After student support and lobbying by Tufts Community Union (TCU) Senate, Tufts will offer Hindi-Urdu classes next semester as part of the Experimental College. Both Hindi-Urdu 1 and 3 will be offered, and the 15-person Hindi-Urdu 1 section is currently full, according to the Student Information System (SIS).
Dean of Academic Affairs for the School of Arts and Sciences Joseph Auner said the idea for Hindi-Urdu classes was initially brought to him by members of the South Asian Political Action Committee (SAPAC). The group brought to Auner’s attention a survey showing a high level of student interest in seeing Hindi-Urdu language courses offered at Tufts. In addition, TCU Senate unanimously passed a resolution in March 2016 calling for Hindi-Urdu classes, according to a 2016 Daily article.
This is not the first time that the ExCollege has offered classes in Hindi. Most recently, the ExCollege offered a conversational Hindi class in Spring 2011. Auner explained that, while Tufts attempted to pilot Hindi-Urdu classes in the past, he and his colleagues have now approved a two-year pilot program that will offer the language consistently.
Hershel Tamboli, a member of SAPAC, said that the group initially proposed a Hindi-Urdu program because Tufts offers courses about South Asia, but no classes for languages in the region. Tamboli explained that SAPAC hopes Hindi-Urdu will eventually become a full program, and that coursework on South Asia will expand generally.

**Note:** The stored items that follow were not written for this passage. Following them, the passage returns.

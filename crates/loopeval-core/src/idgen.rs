use std::sync::atomic::{AtomicI64, Ordering};

pub trait IdGenerator: Send + Sync {
    fn next_id(&self) -> i64;

    fn next_ids(&self, n: usize) -> Vec<i64> {
        (0..n).map(|_| self.next_id()).collect()
    }
}

/// Time-ordered ids: millis since epoch shifted left 12 bits plus a sequence.
/// Strictly increasing within a process even when the clock stalls.
pub struct SnowflakeIds {
    last: AtomicI64,
    node: i64,
}

impl SnowflakeIds {
    pub fn new(node: u16) -> Self {
        Self {
            last: AtomicI64::new(0),
            node: (node as i64) & 0x3,
        }
    }
}

impl Default for SnowflakeIds {
    fn default() -> Self {
        Self::new(0)
    }
}

impl IdGenerator for SnowflakeIds {
    fn next_id(&self) -> i64 {
        let candidate = (crate::model::now_ms() << 12) | (self.node << 10);
        let mut prev = self.last.load(Ordering::Relaxed);
        loop {
            let next = if candidate > prev { candidate } else { prev + 1 };
            match self
                .last
                .compare_exchange_weak(prev, next, Ordering::SeqCst, Ordering::Relaxed)
            {
                Ok(_) => return next,
                Err(actual) => prev = actual,
            }
        }
    }
}

/// Deterministic sequence for tests.
pub struct SequentialIds(AtomicI64);

impl SequentialIds {
    pub fn starting_at(n: i64) -> Self {
        Self(AtomicI64::new(n))
    }
}

impl IdGenerator for SequentialIds {
    fn next_id(&self) -> i64 {
        self.0.fetch_add(1, Ordering::SeqCst)
    }
}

“Offering Hindi-Urdu strengthens the university’s curriculum and sets Tufts apart from many of its competing schools,” Tamboli, a junior, said. “Factoring in student demand and the fact that Hindi-Urdu is the fourth most spoken language on the planet, I think it’s more appropriate than ever to offer it now.”

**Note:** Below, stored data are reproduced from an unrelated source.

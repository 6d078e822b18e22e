//! Request/response surface of the experiment service.
//!
//! Every request carries the workspace (`space_id`); the caller session comes
//! from the [`Ctx`]. Transports deserialize params straight into these types.

use crate::context::Ctx;
use crate::dataset::NewItem;
use crate::errors::{EvalError, EvalResult};
use crate::manager::{CreateExperiment, ExperimentManager, InvokeResult};
use crate::model::{EvalMode, Experiment, ExperimentDetail, ExptId, ExptStats, RunLog, SpaceId};
use crate::result_view::{BatchGetResultRequest, BatchGetResultResponse, ExperimentAggregates, ResultView};
use crate::storage::{ExptFilter, OrderBy, Page};
use serde::{Deserialize, Serialize};
use std::collections::BTreeMap;

pub const MAX_BATCH_IDS: usize = 200;

#[derive(Debug, Clone, PartialEq, Serialize, Deserialize)]
pub struct ExptRef {
    pub space_id: SpaceId,
    pub expt_id: ExptId,
}

#[derive(Debug, Clone, PartialEq, Serialize, Deserialize)]
pub struct ExptRefs {
    pub space_id: SpaceId,
    pub expt_ids: Vec<ExptId>,
}

#[derive(Debug, Clone, PartialEq, Serialize, Deserialize)]
pub struct CheckNameRequest {
    pub space_id: SpaceId,
    pub name: String,
    #[serde(default)]
    pub exclude_id: Option<ExptId>,
}

#[derive(Debug, Clone, PartialEq, Serialize, Deserialize)]
pub struct CheckNameResponse {
    pub available: bool,
}

#[derive(Debug, Clone, PartialEq, Serialize, Deserialize)]
pub struct ListExperimentsRequest {
    pub space_id: SpaceId,
    #[serde(default)]
    pub filter: ExptFilter,
    #[serde(default)]
    pub order_by: OrderBy,
    #[serde(default)]
    pub page: Page,
}

#[derive(Debug, Clone, PartialEq, Serialize, Deserialize)]
pub struct ListExperimentsResponse {
    pub experiments: Vec<Experiment>,
    pub total: i64,
}

#[derive(Debug, Clone, PartialEq, Serialize, Deserialize)]
pub struct UpdateExperimentRequest {
    pub space_id: SpaceId,
    pub expt_id: ExptId,
    #[serde(default)]
    pub name: Option<String>,
    #[serde(default)]
    pub description: Option<String>,
}

#[derive(Debug, Clone, PartialEq, Serialize, Deserialize)]
pub struct SubmitResponse {
    pub experiment: Experiment,
    pub run: RunLog,
}

#[derive(Debug, Clone, PartialEq, Serialize, Deserialize)]
pub struct RunExperimentRequest {
    pub space_id: SpaceId,
    pub expt_id: ExptId,
    #[serde(default)]
    pub mode: Option<EvalMode>,
}

#[derive(Debug, Clone, PartialEq, Serialize, Deserialize)]
pub struct InvokeExperimentRequest {
    pub space_id: SpaceId,
    pub expt_id: ExptId,
    pub items: Vec<NewItem>,
    #[serde(default)]
    pub ext: BTreeMap<String, String>,
}

#[derive(Debug, Clone, PartialEq, Serialize, Deserialize)]
pub struct DeletedResponse {
    pub deleted: Vec<ExptId>,
}

fn check_batch(ids: &[ExptId]) -> EvalResult<()> {
    if ids.is_empty() {
        return Err(EvalError::InvalidParam("expt_ids must not be empty".into()));
    }
    if ids.len() > MAX_BATCH_IDS {
        return Err(EvalError::InvalidParam(format!(
            "at most {} experiments per batch, got {}",
            MAX_BATCH_IDS,
            ids.len()
        )));
    }
    Ok(())
}

#[derive(Clone)]
pub struct ExperimentService {
    manager: ExperimentManager,
    results: ResultView,
}

impl ExperimentService {
    pub fn new(manager: ExperimentManager, results: ResultView) -> Self {
        Self { manager, results }
    }

    pub async fn create(&self, ctx: &Ctx, req: CreateExperiment) -> EvalResult<Experiment> {
        self.manager.create(ctx, req).await
    }

    pub async fn submit(&self, ctx: &Ctx, req: CreateExperiment) -> EvalResult<SubmitResponse> {
        let (experiment, run) = self.manager.submit(ctx, req).await?;
        Ok(SubmitResponse { experiment, run })
    }

    pub fn check_name(&self, req: &CheckNameRequest) -> EvalResult<CheckNameResponse> {
        let available = self.manager.check_name(req.space_id, &req.name, req.exclude_id)?;
        Ok(CheckNameResponse { available })
    }

    pub fn batch_get(&self, req: &ExptRefs) -> EvalResult<Vec<ExperimentDetail>> {
        check_batch(&req.expt_ids)?;
        self.manager.mget_detail(req.space_id, &req.expt_ids)
    }

    pub fn list(&self, req: &ListExperimentsRequest) -> EvalResult<ListExperimentsResponse> {
        if req.page.limit == 0 || req.page.limit > MAX_BATCH_IDS {
            return Err(EvalError::InvalidParam(format!(
                "page limit must be within [1, {}]",
                MAX_BATCH_IDS
            )));
        }
        let (experiments, total) = self.manager.list(req.space_id, &req.filter, req.order_by, req.page)?;
        Ok(ListExperimentsResponse { experiments, total })
    }

    pub fn list_stats(&self, req: &ExptRefs) -> EvalResult<Vec<ExptStats>> {
        check_batch(&req.expt_ids)?;
        self.manager.list_stats(req.space_id, &req.expt_ids)
    }

    pub async fn update(&self, ctx: &Ctx, req: UpdateExperimentRequest) -> EvalResult<Experiment> {
        self.manager
            .update(ctx, req.space_id, req.expt_id, req.name, req.description)
            .await
    }

    pub async fn delete(&self, ctx: &Ctx, req: &ExptRef) -> EvalResult<()> {
        self.manager.delete(ctx, req.space_id, req.expt_id).await
    }

    pub async fn batch_delete(&self, ctx: &Ctx, req: &ExptRefs) -> EvalResult<DeletedResponse> {
        check_batch(&req.expt_ids)?;
        let deleted = self.manager.mdelete(ctx, req.space_id, &req.expt_ids).await?;
        Ok(DeletedResponse { deleted })
    }

    pub async fn clone_experiment(&self, ctx: &Ctx, req: &ExptRef) -> EvalResult<Experiment> {
        self.manager.clone_experiment(ctx, req.space_id, req.expt_id).await
    }

    /// Mode defaults to `Submit` for offline and `Invoke` for online experiments.
    pub async fn run(&self, ctx: &Ctx, req: &RunExperimentRequest) -> EvalResult<RunLog> {
        let mode = match req.mode {
            Some(m) => m,
            None => {
                let e = self.manager.get(req.space_id, req.expt_id)?;
                EvalMode::default_for(e.expt_type)
            }
        };
        self.manager.run(ctx, req.space_id, req.expt_id, mode).await
    }

    pub async fn retry(&self, ctx: &Ctx, req: &ExptRef) -> EvalResult<RunLog> {
        self.manager.retry_unsuccess(ctx, req.space_id, req.expt_id).await
    }

    pub async fn kill(&self, ctx: &Ctx, req: &ExptRef) -> EvalResult<Experiment> {
        self.manager.kill(ctx, req.space_id, req.expt_id).await
    }

    pub async fn invoke(&self, ctx: &Ctx, req: InvokeExperimentRequest) -> EvalResult<InvokeResult> {
        self.manager
            .invoke(ctx, req.space_id, req.expt_id, req.items, req.ext)
            .await
    }

    pub async fn finish(&self, ctx: &Ctx, req: &ExptRef) -> EvalResult<Experiment> {
        self.manager.finish(ctx, req.space_id, req.expt_id).await
    }

    pub async fn batch_get_results(&self, req: &BatchGetResultRequest) -> EvalResult<BatchGetResultResponse> {
        check_batch(&req.expt_ids)?;
        self.results.batch_get_results(req).await
    }

    pub fn batch_get_aggregates(&self, req: &ExptRefs) -> EvalResult<Vec<ExperimentAggregates>> {
        check_batch(&req.expt_ids)?;
        self.results.batch_get_aggregates(req.space_id, &req.expt_ids)
    }
}

#[cfg(test)]
mod tests {
    use super::*;

    #[test]
    fn test_batch_bounds() {
        assert!(matches!(check_batch(&[]), Err(EvalError::InvalidParam(_))));
        assert!(check_batch(&[1, 2]).is_ok());
        let many: Vec<ExptId> = (0..=MAX_BATCH_IDS as i64).collect();
        assert!(matches!(check_batch(&many), Err(EvalError::InvalidParam(_))));
    }

    #[test]
    fn test_list_request_defaults() {
        let req: ListExperimentsRequest = serde_json::from_str(r#"{"space_id": 7}"#).unwrap();
        assert_eq!(req.space_id, 7);
        assert_eq!(req.page, Page::default());
        assert!(req.filter.statuses.is_empty());
    }
}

Auner said that the purpose of the pilot is to gauge student interest in taking Hindi-Urdu classes before considering a full program for the language. Auner said that creating the program at Tufts would be a significant investment.
“In a time of financial constraints and many new demands across the School of Arts and Sciences, we have to be careful and strategic concerning the allocation of limited resources, but as the fourth most commonly spoken language in the world, Hindi-Urdu obviously merits serious consideration,” Auner told the Daily in an email.

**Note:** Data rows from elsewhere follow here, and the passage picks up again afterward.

use crate::errors::ErrorDetail;
use serde::{Deserialize, Serialize};
use std::collections::BTreeMap;

pub type ExptId = i64;
pub type SpaceId = i64;
pub type RunId = i64;
pub type ItemId = i64;
pub type TurnId = i64;
pub type EvaluatorId = i64;
pub type EvaluatorVersionId = i64;
pub type TargetId = i64;
pub type TargetVersionId = i64;
pub type RecordId = i64;

pub fn now_ms() -> i64 {
    chrono::Utc::now().timestamp_millis()
}

#[derive(Debug, Clone, Copy, PartialEq, Eq, Hash, Serialize, Deserialize)]
#[serde(rename_all = "snake_case")]
pub enum ExptStatus {
    Pending,
    Processing,
    Success,
    Failed,
    Terminated,
    Drained,
}

impl ExptStatus {
    pub fn as_str(self) -> &'static str {
        match self {
            ExptStatus::Pending => "pending",
            ExptStatus::Processing => "processing",
            ExptStatus::Success => "success",
            ExptStatus::Failed => "failed",
            ExptStatus::Terminated => "terminated",
            ExptStatus::Drained => "drained",
        }
    }

    pub fn parse(s: &str) -> Option<Self> {
        match s {
            "pending" => Some(ExptStatus::Pending),
            "processing" => Some(ExptStatus::Processing),
            "success" => Some(ExptStatus::Success),
            "failed" => Some(ExptStatus::Failed),
            "terminated" => Some(ExptStatus::Terminated),
            "drained" => Some(ExptStatus::Drained),
            _ => None,
        }
    }

    pub fn is_terminal(self) -> bool {
        matches!(
            self,
            ExptStatus::Success | ExptStatus::Failed | ExptStatus::Terminated | ExptStatus::Drained
        )
    }
}

#[derive(Debug, Clone, Copy, PartialEq, Eq, Hash, Serialize, Deserialize, Default)]
#[serde(rename_all = "snake_case")]
pub enum ExptType {
    #[default]
    Offline,
    Online,
}

impl ExptType {
    pub fn as_str(self) -> &'static str {
        match self {
            ExptType::Offline => "offline",
            ExptType::Online => "online",
        }
    }

    pub fn parse(s: &str) -> Option<Self> {
        match s {
            "offline" => Some(ExptType::Offline),
            "online" => Some(ExptType::Online),
            _ => None,
        }
    }
}

#[derive(Debug, Clone, Copy, PartialEq, Eq, Hash, Serialize, Deserialize)]
#[serde(rename_all = "snake_case")]
pub enum EvalMode {
    Submit,
    FailRetry,
    Invoke,
}

impl EvalMode {
    pub fn as_str(self) -> &'static str {
        match self {
            EvalMode::Submit => "submit",
            EvalMode::FailRetry => "fail_retry",
            EvalMode::Invoke => "invoke",
        }
    }

    /// Mode of a plain run: offline experiments submit, online ones invoke.
    pub fn default_for(t: ExptType) -> Self {
        match t {
            ExptType::Offline => EvalMode::Submit,
            ExptType::Online => EvalMode::Invoke,
        }
    }

    pub fn parse(s: &str) -> Option<Self> {
        match s {
            "submit" => Some(EvalMode::Submit),
            "fail_retry" => Some(EvalMode::FailRetry),
            "invoke" => Some(EvalMode::Invoke),
            _ => None,
        }
    }
}

#[derive(Debug, Clone, Copy, PartialEq, Eq, Hash, Serialize, Deserialize, Default)]
#[serde(rename_all = "snake_case")]
pub enum SourceType {
    #[default]
    Evaluation,
    AutoTask,
}

impl SourceType {
    pub fn as_str(self) -> &'static str {
        match self {
            SourceType::Evaluation => "evaluation",
            SourceType::AutoTask => "auto_task",
        }
    }

    pub fn parse(s: &str) -> Option<Self> {
        match s {
            "evaluation" => Some(SourceType::Evaluation),
            "auto_task" => Some(SourceType::AutoTask),
            _ => None,
        }
    }
}

/// State of an item or a turn within one experiment.
#[derive(Debug, Clone, Copy, PartialEq, Eq, Hash, Serialize, Deserialize)]
#[serde(rename_all = "snake_case")]
pub enum RunState {
    Pending,
    Processing,
    Success,
    Failed,
    Terminated,
}

impl RunState {
    pub fn as_str(self) -> &'static str {
        match self {
            RunState::Pending => "pending",
            RunState::Processing => "processing",
            RunState::Success => "success",
            RunState::Failed => "failed",
            RunState::Terminated => "terminated",
        }
    }

    pub fn parse(s: &str) -> Option<Self> {
        match s {
            "pending" => Some(RunState::Pending),
            "processing" => Some(RunState::Processing),
            "success" => Some(RunState::Success),
            "failed" => Some(RunState::Failed),
            "terminated" => Some(RunState::Terminated),
            _ => None,
        }
    }

    pub fn is_terminal(self) -> bool {
        matches!(
            self,
            RunState::Success | RunState::Failed | RunState::Terminated
        )
    }
}

/// One mapped input field. `from_field_name` reads a (dotted) path from the
/// source object; `const_value` is used verbatim when set.
#[derive(Debug, Clone, PartialEq, Serialize, Deserialize, Default)]
pub struct FieldMapping {
    pub field_name: String,
    #[serde(default, skip_serializing_if = "Option::is_none")]
    pub from_field_name: Option<String>,
    #[serde(default, skip_serializing_if = "Option::is_none")]
    pub const_value: Option<serde_json::Value>,
}

#[derive(Debug, Clone, PartialEq, Serialize, Deserialize, Default)]
pub struct TargetFieldMapping {
    #[serde(default)]
    pub from_eval_set: Vec<FieldMapping>,
}

#[derive(Debug, Clone, PartialEq, Serialize, Deserialize)]
pub struct EvaluatorFieldMapping {
    pub evaluator_version_id: EvaluatorVersionId,
    #[serde(default)]
    pub from_eval_set: Vec<FieldMapping>,
    #[serde(default)]
    pub from_target: Vec<FieldMapping>,
}

#[derive(Debug, Clone, PartialEq, Serialize, Deserialize)]
pub struct Experiment {
    pub id: ExptId,
    pub space_id: SpaceId,
    pub name: String,
    #[serde(default)]
    pub description: String,
    pub created_by: String,
    pub status: ExptStatus,
    #[serde(default)]
    pub status_message: Option<String>,
    pub expt_type: ExptType,
    pub source_type: SourceType,
    #[serde(default)]
    pub source_id: Option<String>,
    /// Wall-clock budget for the whole experiment; 0 means unbounded.
    pub max_alive_time_ms: i64,
    pub item_concurrency: u32,
    pub evaluator_concurrency: u32,
    pub eval_set_id: i64,
    pub eval_set_version_id: i64,
    #[serde(default)]
    pub target_id: Option<TargetId>,
    #[serde(default)]
    pub target_version_id: Option<TargetVersionId>,
    pub evaluator_version_ids: Vec<EvaluatorVersionId>,
    #[serde(default)]
    pub target_field_mapping: TargetFieldMapping,
    #[serde(default)]
    pub evaluator_field_mapping: Vec<EvaluatorFieldMapping>,
    #[serde(default)]
    pub latest_run_id: Option<RunId>,
    #[serde(default)]
    pub start_at: Option<i64>,
    #[serde(default)]
    pub end_at: Option<i64>,
    pub created_at: i64,
    pub updated_at: i64,
    pub version: i64,
    #[serde(default)]
    pub deleted: bool,
}

impl Experiment {
    pub fn mapping_for(&self, evaluator_version_id: EvaluatorVersionId) -> Option<&EvaluatorFieldMapping> {
        self.evaluator_field_mapping
            .iter()
            .find(|m| m.evaluator_version_id == evaluator_version_id)
    }

    /// Deadline in epoch millis, if the experiment is time-bounded and started.
    pub fn deadline_ms(&self) -> Option<i64> {
        if self.max_alive_time_ms <= 0 {
            return None;
        }
        self.start_at.map(|s| s + self.max_alive_time_ms)
    }
}

#[derive(Debug, Clone, PartialEq, Serialize, Deserialize)]
pub struct EvaluatorRef {
    pub evaluator_id: EvaluatorId,
    pub evaluator_version_id: EvaluatorVersionId,
    pub name: String,
    pub version: String,
}

#[derive(Debug, Clone, PartialEq, Serialize, Deserialize)]
pub struct TargetRef {
    pub target_id: TargetId,
    pub target_version_id: TargetVersionId,
    pub kind: String,
    pub source_id: String,
    pub source_version: String,
}

/// Experiment joined with its target and evaluator references and stats.
#[derive(Debug, Clone, PartialEq, Serialize, Deserialize)]
pub struct ExperimentDetail {
    pub experiment: Experiment,
    #[serde(default)]
    pub target: Option<TargetRef>,
    pub evaluators: Vec<EvaluatorRef>,
    #[serde(default)]
    pub stats: Option<ExptStats>,
}

#[derive(Debug, Clone, PartialEq, Serialize, Deserialize)]
pub struct RunLog {
    pub expt_id: ExptId,
    pub run_id: RunId,
    pub mode: EvalMode,
    pub status: ExptStatus,
    #[serde(default)]
    pub item_ids: Vec<ItemId>,
    pub started_at: i64,
    #[serde(default)]
    pub finished_at: Option<i64>,
    #[serde(default)]
    pub message: Option<String>,
}

#[derive(Debug, Clone, PartialEq, Serialize, Deserialize)]
pub struct ItemResult {
    pub expt_id: ExptId,
    pub space_id: SpaceId,
    pub item_id: ItemId,
    pub item_idx: i64,
    pub run_state: RunState,
    #[serde(default)]
    pub run_id: Option<RunId>,
    #[serde(default)]
    pub error: Option<ErrorDetail>,
    pub retry_count: u32,
    pub updated_at: i64,
}

/// One row of item run history.
#[derive(Debug, Clone, PartialEq, Serialize, Deserialize)]
pub struct ItemTransition {
    pub expt_id: ExptId,
    pub item_id: ItemId,
    pub run_id: Option<RunId>,
    pub from: RunState,
    pub to: RunState,
    pub at: i64,
}

#[derive(Debug, Clone, PartialEq, Serialize, Deserialize)]
pub struct Correction {
    pub score: f64,
    #[serde(default)]
    pub explain: Option<String>,
    pub updated_by: String,
    pub updated_at: i64,
}

#[derive(Debug, Clone, PartialEq, Serialize, Deserialize, Default)]
pub struct EvaluatorCell {
    #[serde(default)]
    pub record_id: Option<RecordId>,
    #[serde(default)]
    pub score: Option<f64>,
    #[serde(default)]
    pub reasoning: Option<String>,
    #[serde(default)]
    pub correction: Option<Correction>,
    #[serde(default)]
    pub error: Option<ErrorDetail>,
}

impl EvaluatorCell {
    /// Corrected score wins over the raw score.
    pub fn effective_score(&self) -> Option<f64> {
        match &self.correction {
            Some(c) => Some(c.score),
            None => self.score,
        }
    }
}

#[derive(Debug, Clone, PartialEq, Serialize, Deserialize)]
pub struct TurnResult {
    pub expt_id: ExptId,
    pub item_id: ItemId,
    pub turn_id: TurnId,
    pub turn_idx: i64,
    pub run_id: RunId,
    pub status: RunState,
    #[serde(default)]
    pub target_output_ref: Option<RecordId>,
    #[serde(default)]
    pub target_error: Option<ErrorDetail>,
    #[serde(default)]
    pub evaluator_results: BTreeMap<EvaluatorVersionId, EvaluatorCell>,
    pub updated_at: i64,
}

impl TurnResult {
    pub fn is_success(&self) -> bool {
        self.status == RunState::Success
    }
}

#[derive(Debug, Clone, PartialEq, Eq, Serialize, Deserialize, Default)]
pub struct ExptStats {
    pub expt_id: ExptId,
    pub space_id: SpaceId,
    pub pending_cnt: i64,
    pub processing_cnt: i64,
    pub success_cnt: i64,
    pub failed_cnt: i64,
    pub terminated_cnt: i64,
    pub total_cnt: i64,
    #[serde(default)]
    pub input_tokens: i64,
    #[serde(default)]
    pub output_tokens: i64,
}

impl ExptStats {
    pub fn counted(&self) -> i64 {
        self.pending_cnt + self.processing_cnt + self.success_cnt + self.failed_cnt + self.terminated_cnt
    }

    pub fn unfinished(&self) -> i64 {
        self.pending_cnt + self.processing_cnt
    }
}

/// Signed change applied to `ExptStats` in the same transaction as the row it describes.
#[derive(Debug, Clone, Copy, PartialEq, Eq, Default)]
pub struct StatsDelta {
    pub pending: i64,
    pub processing: i64,
    pub success: i64,
    pub failed: i64,
    pub terminated: i64,
    pub input_tokens: i64,
    pub output_tokens: i64,
}

impl StatsDelta {
    pub fn transition(from: RunState, to: RunState) -> Self {
        let mut d = StatsDelta::default();
        if from == to {
            return d;
        }
        *d.slot(from) -= 1;
        *d.slot(to) += 1;
        d
    }

    pub fn tokens(input: i64, output: i64) -> Self {
        StatsDelta {
            input_tokens: input,
            output_tokens: output,
            ..Default::default()
        }
    }

    pub fn is_zero(&self) -> bool {
        *self == StatsDelta::default()
    }

    fn slot(&mut self, s: RunState) -> &mut i64 {
        match s {
            RunState::Pending => &mut self.pending,
            RunState::Processing => &mut self.processing,
            RunState::Success => &mut self.success,
            RunState::Failed => &mut self.failed,
            RunState::Terminated => &mut self.terminated,
        }
    }

    pub fn add(mut self, other: StatsDelta) -> Self {
        self.pending += other.pending;
        self.processing += other.processing;
        self.success += other.success;
        self.failed += other.failed;
        self.terminated += other.terminated;
        self.input_tokens += other.input_tokens;
        self.output_tokens += other.output_tokens;
        self
    }
}

#[derive(Debug, Clone, Copy, PartialEq, Eq, Serialize, Deserialize, Default)]
pub struct TokenUsage {
    #[serde(default)]
    pub input_tokens: i64,
    #[serde(default)]
    pub output_tokens: i64,
}

impl TokenUsage {
    pub fn add(self, other: TokenUsage) -> Self {
        TokenUsage {
            input_tokens: self.input_tokens + other.input_tokens,
            output_tokens: self.output_tokens + other.output_tokens,
        }
    }

    pub fn total(&self) -> i64 {
        self.input_tokens + self.output_tokens
    }
}

/// Outcome of a persisted target or evaluator invocation.
#[derive(Debug, Clone, Copy, PartialEq, Eq, Hash, Serialize, Deserialize)]
#[serde(rename_all = "snake_case")]
pub enum RecordStatus {
    Success,
    Failed,
}

impl RecordStatus {
    pub fn as_str(self) -> &'static str {
        match self {
            RecordStatus::Success => "success",
            RecordStatus::Failed => "failed",
        }
    }

    pub fn parse(s: &str) -> Option<Self> {
        match s {
            "success" => Some(RecordStatus::Success),
            "failed" => Some(RecordStatus::Failed),
            _ => None,
        }
    }
}

#[derive(Debug, Clone, Copy, PartialEq, Eq, Hash, Serialize, Deserialize)]
#[serde(rename_all = "snake_case")]
pub enum AggregatorType {
    Average,
    Distribution,
    Sum,
    Min,
    Max,
}

#[derive(Debug, Clone, PartialEq, Serialize, Deserialize)]
pub struct ScoreBucket {
    pub value: String,
    pub count: i64,
    pub ratio: f64,
}

#[derive(Debug, Clone, PartialEq, Serialize, Deserialize)]
#[serde(tag = "kind", rename_all = "snake_case")]
pub enum AggregateData {
    Value { value: Option<f64>, count: i64 },
    Distribution { buckets: Vec<ScoreBucket> },
}

#[derive(Debug, Clone, PartialEq, Serialize, Deserialize)]
pub struct AggregatorResult {
    pub aggregator_type: AggregatorType,
    pub data: AggregateData,
}

impl AggregatorResult {
    pub fn value(&self) -> Option<f64> {
        match &self.data {
            AggregateData::Value { value, .. } => *value,
            AggregateData::Distribution { .. } => None,
        }
    }
}

#[derive(Debug, Clone, PartialEq, Serialize, Deserialize)]
pub struct ExptAggregateResult {
    pub expt_id: ExptId,
    pub evaluator_version_id: EvaluatorVersionId,
    pub results: Vec<AggregatorResult>,
    pub updated_at: i64,
}

impl ExptAggregateResult {
    pub fn get(&self, t: AggregatorType) -> Option<&AggregatorResult> {
        self.results.iter().find(|r| r.aggregator_type == t)
    }
}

Auner added that students can count the Hindi-Urdu classes toward the language requirement. In addition, Auner explained that because language programs at Tufts integrate both language and culture courses, require a variety of faculty and are offered in multiple sections, creating a new program requires a lot of work and investment.
“That said, the language curriculum has evolved over the decades; as with many parts of the curriculum, the Ex-College has played an important role in determining possible future directions,” Auner wrote.
Due to the results of the SAPAC survey, which showed interest from more than 200 students and many faculty members, Auner explained that offering Hindi-Urdu courses at this time is particularly important.
ExCollege Director Howard Woolf said that, as of right now, the ExCollege is in the process of choosing applicants to teach the Hindi-Urdu class.
Rati Srinivasan, TCU Senate’s historian and one of the authors of the resolution supporting the Hindi-Urdu program, told the Daily in an email that she hopes to see many students register for the class.
Nesi Altaras, the chair of TCU Senate’s Education Committee, predicted that the language’s second level will be offered next spring if it is popular next semester.
“If [a Spring 2018 section] also fills up, the Hindi–Urdu program has a strong chance of becoming a real language program and branch out of the ExCollege and into Olin,” Altaras told the Daily in an email.
UPDATE: This article has been updated to include comments from Hershel Tamboli from the South Asian Political Action Committee.